# How to complete this task
Below are some records. Return exactly the lines from the one containing "use crate::session::ProtocolSession;" through the one containing "Whether a strategy", both included, and only those.

Collected data entries:
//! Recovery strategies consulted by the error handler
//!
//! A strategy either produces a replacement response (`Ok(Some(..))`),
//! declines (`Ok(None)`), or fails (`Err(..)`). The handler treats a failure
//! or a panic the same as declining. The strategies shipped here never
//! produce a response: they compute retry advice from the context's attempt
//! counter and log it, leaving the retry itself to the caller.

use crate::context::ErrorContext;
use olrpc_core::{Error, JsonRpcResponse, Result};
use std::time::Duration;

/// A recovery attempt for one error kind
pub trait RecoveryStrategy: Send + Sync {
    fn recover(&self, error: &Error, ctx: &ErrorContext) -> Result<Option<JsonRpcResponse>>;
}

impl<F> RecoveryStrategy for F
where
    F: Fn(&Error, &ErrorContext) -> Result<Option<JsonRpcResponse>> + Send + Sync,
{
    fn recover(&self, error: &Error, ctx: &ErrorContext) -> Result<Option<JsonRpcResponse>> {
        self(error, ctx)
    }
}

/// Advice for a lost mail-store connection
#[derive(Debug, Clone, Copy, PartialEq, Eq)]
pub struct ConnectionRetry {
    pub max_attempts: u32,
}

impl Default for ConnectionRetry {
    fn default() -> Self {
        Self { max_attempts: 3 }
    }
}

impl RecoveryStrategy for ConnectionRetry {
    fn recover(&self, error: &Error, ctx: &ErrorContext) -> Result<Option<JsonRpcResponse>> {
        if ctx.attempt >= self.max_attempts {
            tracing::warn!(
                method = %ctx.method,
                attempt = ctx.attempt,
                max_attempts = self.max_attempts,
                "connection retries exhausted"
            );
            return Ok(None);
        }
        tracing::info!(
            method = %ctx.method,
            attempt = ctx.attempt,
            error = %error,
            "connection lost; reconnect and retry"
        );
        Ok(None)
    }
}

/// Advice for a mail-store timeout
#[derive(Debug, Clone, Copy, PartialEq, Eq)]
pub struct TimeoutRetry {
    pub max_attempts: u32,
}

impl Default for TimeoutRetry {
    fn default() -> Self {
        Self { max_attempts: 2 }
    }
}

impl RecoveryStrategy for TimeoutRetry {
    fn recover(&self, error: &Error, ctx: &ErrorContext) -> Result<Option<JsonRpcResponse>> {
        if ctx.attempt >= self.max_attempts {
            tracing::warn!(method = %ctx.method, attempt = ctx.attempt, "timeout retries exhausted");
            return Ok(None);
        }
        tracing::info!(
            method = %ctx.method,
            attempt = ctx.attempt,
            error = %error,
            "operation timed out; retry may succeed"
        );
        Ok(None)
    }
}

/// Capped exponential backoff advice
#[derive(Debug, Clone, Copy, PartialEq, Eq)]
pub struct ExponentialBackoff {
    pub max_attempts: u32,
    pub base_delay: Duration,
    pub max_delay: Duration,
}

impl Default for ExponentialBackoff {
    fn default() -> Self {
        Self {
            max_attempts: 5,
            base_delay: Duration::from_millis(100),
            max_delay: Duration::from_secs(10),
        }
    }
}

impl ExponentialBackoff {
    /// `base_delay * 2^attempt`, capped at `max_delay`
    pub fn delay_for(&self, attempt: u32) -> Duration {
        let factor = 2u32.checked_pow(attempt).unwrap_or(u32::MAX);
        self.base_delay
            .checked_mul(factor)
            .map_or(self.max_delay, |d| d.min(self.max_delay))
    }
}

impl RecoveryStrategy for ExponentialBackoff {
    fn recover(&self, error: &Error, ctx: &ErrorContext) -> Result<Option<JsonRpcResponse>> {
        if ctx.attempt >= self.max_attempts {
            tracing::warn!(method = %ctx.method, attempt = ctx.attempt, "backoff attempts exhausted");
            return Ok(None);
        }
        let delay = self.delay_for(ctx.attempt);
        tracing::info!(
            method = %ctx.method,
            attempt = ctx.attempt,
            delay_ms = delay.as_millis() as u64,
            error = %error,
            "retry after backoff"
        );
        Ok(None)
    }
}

--

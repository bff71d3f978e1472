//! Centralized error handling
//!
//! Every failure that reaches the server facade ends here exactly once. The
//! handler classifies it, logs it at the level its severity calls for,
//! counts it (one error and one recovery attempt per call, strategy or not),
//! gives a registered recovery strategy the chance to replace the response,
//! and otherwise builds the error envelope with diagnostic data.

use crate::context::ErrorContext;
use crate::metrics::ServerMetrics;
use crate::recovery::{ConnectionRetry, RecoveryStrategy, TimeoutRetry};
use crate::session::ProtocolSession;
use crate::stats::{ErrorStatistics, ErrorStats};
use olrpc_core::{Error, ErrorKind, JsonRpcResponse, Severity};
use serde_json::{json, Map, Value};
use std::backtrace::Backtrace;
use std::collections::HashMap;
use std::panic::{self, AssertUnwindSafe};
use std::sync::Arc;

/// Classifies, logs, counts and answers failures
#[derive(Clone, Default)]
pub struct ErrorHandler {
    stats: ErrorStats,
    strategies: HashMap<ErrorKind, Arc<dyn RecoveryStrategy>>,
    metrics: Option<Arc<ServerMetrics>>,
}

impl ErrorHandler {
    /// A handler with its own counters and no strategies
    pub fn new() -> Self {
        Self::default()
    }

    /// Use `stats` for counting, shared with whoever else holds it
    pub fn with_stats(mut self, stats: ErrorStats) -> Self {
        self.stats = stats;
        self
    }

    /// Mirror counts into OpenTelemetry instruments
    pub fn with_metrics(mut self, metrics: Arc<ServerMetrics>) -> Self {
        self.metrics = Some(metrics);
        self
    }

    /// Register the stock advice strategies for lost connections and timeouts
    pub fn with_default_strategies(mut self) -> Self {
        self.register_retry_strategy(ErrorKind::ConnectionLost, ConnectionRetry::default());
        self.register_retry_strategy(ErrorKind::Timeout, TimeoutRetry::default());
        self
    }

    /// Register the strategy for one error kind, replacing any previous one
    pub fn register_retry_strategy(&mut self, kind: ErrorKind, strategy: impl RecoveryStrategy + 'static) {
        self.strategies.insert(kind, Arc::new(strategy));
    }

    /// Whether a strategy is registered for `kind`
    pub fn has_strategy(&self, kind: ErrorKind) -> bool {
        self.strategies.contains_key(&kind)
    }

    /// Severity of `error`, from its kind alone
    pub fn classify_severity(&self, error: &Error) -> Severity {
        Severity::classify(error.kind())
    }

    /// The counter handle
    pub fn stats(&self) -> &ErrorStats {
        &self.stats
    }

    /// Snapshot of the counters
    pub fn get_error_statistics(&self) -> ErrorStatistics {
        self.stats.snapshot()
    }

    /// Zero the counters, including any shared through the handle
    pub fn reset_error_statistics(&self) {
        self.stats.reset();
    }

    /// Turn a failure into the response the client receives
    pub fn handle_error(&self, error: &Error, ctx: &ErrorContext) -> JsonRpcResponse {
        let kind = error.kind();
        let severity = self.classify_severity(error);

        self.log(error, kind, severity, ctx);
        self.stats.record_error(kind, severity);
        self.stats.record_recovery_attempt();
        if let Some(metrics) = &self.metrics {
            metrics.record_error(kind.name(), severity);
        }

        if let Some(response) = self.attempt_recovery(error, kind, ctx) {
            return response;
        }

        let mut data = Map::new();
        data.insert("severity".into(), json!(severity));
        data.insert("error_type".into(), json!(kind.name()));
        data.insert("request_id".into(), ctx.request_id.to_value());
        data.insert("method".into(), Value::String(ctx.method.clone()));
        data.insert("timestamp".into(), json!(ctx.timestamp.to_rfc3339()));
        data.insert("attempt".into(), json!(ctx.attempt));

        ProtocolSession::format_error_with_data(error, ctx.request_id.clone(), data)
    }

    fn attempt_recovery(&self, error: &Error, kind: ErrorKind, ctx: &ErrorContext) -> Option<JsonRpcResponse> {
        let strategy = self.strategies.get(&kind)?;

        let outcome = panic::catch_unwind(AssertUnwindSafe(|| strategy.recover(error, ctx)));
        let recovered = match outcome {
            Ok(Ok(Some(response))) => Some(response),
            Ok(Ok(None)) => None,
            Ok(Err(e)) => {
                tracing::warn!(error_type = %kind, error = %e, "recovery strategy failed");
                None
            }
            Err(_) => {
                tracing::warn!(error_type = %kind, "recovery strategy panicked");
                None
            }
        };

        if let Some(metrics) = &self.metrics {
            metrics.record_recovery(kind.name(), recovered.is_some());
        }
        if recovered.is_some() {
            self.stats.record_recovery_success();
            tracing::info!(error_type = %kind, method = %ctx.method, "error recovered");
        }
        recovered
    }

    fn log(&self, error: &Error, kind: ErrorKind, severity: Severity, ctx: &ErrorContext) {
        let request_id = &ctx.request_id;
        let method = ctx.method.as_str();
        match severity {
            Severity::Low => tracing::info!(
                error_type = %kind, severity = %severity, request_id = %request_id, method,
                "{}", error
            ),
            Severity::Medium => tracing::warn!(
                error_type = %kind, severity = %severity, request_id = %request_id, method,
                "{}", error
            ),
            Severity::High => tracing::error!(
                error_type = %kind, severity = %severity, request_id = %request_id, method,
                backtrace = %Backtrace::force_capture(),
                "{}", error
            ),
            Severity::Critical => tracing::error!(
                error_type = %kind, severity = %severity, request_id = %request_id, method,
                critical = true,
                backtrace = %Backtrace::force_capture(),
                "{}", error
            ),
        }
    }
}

---

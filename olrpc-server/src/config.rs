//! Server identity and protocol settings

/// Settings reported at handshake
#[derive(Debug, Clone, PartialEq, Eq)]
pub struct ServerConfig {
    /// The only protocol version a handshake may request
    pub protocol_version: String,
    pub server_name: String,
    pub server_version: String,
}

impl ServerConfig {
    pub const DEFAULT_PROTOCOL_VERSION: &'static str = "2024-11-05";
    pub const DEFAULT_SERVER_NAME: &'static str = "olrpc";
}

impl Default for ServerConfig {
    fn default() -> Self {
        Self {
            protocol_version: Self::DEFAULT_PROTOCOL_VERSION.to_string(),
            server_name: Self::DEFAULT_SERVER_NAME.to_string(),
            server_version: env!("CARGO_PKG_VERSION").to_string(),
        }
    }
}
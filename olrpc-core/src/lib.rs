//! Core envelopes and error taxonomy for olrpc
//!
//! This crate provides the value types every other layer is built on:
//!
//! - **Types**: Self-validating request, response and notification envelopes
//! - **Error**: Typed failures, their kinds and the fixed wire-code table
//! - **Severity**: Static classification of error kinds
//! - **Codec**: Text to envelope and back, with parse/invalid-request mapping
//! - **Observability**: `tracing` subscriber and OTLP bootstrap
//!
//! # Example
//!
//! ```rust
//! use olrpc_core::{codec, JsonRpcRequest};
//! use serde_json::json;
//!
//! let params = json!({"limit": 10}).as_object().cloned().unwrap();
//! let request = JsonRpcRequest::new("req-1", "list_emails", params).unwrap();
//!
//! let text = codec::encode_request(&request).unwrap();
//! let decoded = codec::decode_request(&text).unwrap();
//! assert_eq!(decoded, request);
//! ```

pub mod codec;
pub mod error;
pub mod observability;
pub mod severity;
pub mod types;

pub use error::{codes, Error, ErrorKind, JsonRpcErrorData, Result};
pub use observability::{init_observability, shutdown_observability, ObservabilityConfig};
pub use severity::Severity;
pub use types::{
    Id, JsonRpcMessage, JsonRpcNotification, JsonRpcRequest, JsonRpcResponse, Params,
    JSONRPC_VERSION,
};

# Result below
use crate::session::ProtocolSession;
use crate::stats::{ErrorStatistics, ErrorStats};
use olrpc_core::{Error, ErrorKind, JsonRpcResponse, Severity};
use serde_json::{json, Map, Value};
use std::backtrace::Backtrace;
use std::collections::HashMap;
use std::panic::{self, AssertUnwindSafe};
use std::sync::Arc;

/// Classifies, logs, counts and answers failures
#[derive(Clone, Default)]
pub struct ErrorHandler {
    stats: ErrorStats,
    strategies: HashMap<ErrorKind, Arc<dyn RecoveryStrategy>>,
    metrics: Option<Arc<ServerMetrics>>,
}

impl ErrorHandler {
    /// A handler with its own counters and no strategies
    pub fn new() -> Self {
        Self::default()
    }

    /// Use `stats` for counting, shared with whoever else holds it
    pub fn with_stats(mut self, stats: ErrorStats) -> Self {
        self.stats = stats;
        self
    }

    /// Mirror counts into OpenTelemetry instruments
    pub fn with_metrics(mut self, metrics: Arc<ServerMetrics>) -> Self {
        self.metrics = Some(metrics);
        self
    }

    /// Register the stock advice strategies for lost connections and timeouts
    pub fn with_default_strategies(mut self) -> Self {
        self.register_retry_strategy(ErrorKind::ConnectionLost, ConnectionRetry::default());
        self.register_retry_strategy(ErrorKind::Timeout, TimeoutRetry::default());
        self
    }

    /// Register the strategy for one error kind, replacing any previous one
    pub fn register_retry_strategy(&mut self, kind: ErrorKind, strategy: impl RecoveryStrategy + 'static) {
        self.strategies.insert(kind, Arc::new(strategy));
    }

    /// Whether a strategy is registered for `kind`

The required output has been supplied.